• _Your objective_: Lines to restate from the data below: from the one containing "someone falls ill." to the one containing "and recovery bounds.", both included. Give them again exactly, and only them.
[[ Information open ]]
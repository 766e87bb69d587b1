//! Needs
//!
//! Passive change each tick: fatigue and hunger build up, equipment and
//! buildings age, and now and then someone falls ill.

use crate::components::{Colony, MedicalProblem};
use crate::config::SchedulerConfig;
use crate::SimRng;

/// Ailments drawn for random illness, with seriousness and recovery bounds.
const AILMENTS: [(&str, u32, u32, f64); 4] = [
    ("Cold", 10, 25, 100.0),
    ("Food poisoning", 20, 45, 150.0),
    ("Decompression sickness", 40, 70, 300.0),
    ("Radiation sickness", 50, 80, 400.0),
];

pub fn update_needs(colony: &mut Colony, rng: &mut SimRng, config: &SchedulerConfig, time: f64) {
    for person in colony.people.values_mut() {
        person.condition.time_passing(time);
        if person.condition.problem.is_some() || !rng.chance(config.tasks.illness_chance * time) {
            continue;
        }
        let index = rng.range_inclusive(0, AILMENTS.len() as u32 - 1) as usize;
        let (name, low, high, recovery) = AILMENTS[index];
        let seriousness = rng.range_inclusive(low, high);
        tracing::debug!(agent = %person.id, ailment = name, seriousness, "fell ill");
        person
            .condition
            .set_problem(Some(MedicalProblem::new(name, seriousness, recovery)));
    }
    colony.time_passing(time);
}

#[cfg(test)]
mod tests {
    use super::*;
    use crate::tasks::test_support::{agent, colony};

    #[test]
    fn test_needs_build_up() {
        let mut colony = colony(2);
        let mut rng = SimRng::seeded(1);
        let mut config = SchedulerConfig::default();
        config.tasks.illness_chance = 0.0;
        update_needs(&mut colony, &mut rng, &config, 100.0);

        for n in 1..=2 {
            let condition = &colony.person(&agent(n)).unwrap().condition;
            assert_eq!(condition.fatigue, 100.0);
            assert_eq!(condition.hunger, 100.0);
            assert!(condition.problem.is_none());
        }
        let rover = colony.vehicles.values().next().unwrap();
        assert_eq!(rover.malfunctions.time_since_last_maintenance(), 100.0);
    }

    #[test]
    fn test_certain_illness_sets_problem_once() {
        let mut colony = colony(1);
        let mut rng = SimRng::seeded(1);
        let mut config = SchedulerConfig::default();
        config.tasks.illness_chance = 1.0;
        update_needs(&mut colony, &mut rng, &config, 10.0);
        let first = colony.person(&agent(1)).unwrap().condition.problem.clone().unwrap();
        assert!((10..=80).contains(&first.seriousness));

        update_needs(&mut colony, &mut rng, &config, 10.0);
        let second = colony.person(&agent(1)).unwrap().condition.problem.clone().unwrap();
        assert_eq!(first, second);
    }
}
[[ Information closed ]]
• _Task answer_:
//! buildings age, and now and then someone falls ill.

use crate::components::{Colony, MedicalProblem};
use crate::config::SchedulerConfig;
use crate::SimRng;

/// Ailments drawn for random illness, with seriousness and recovery bounds.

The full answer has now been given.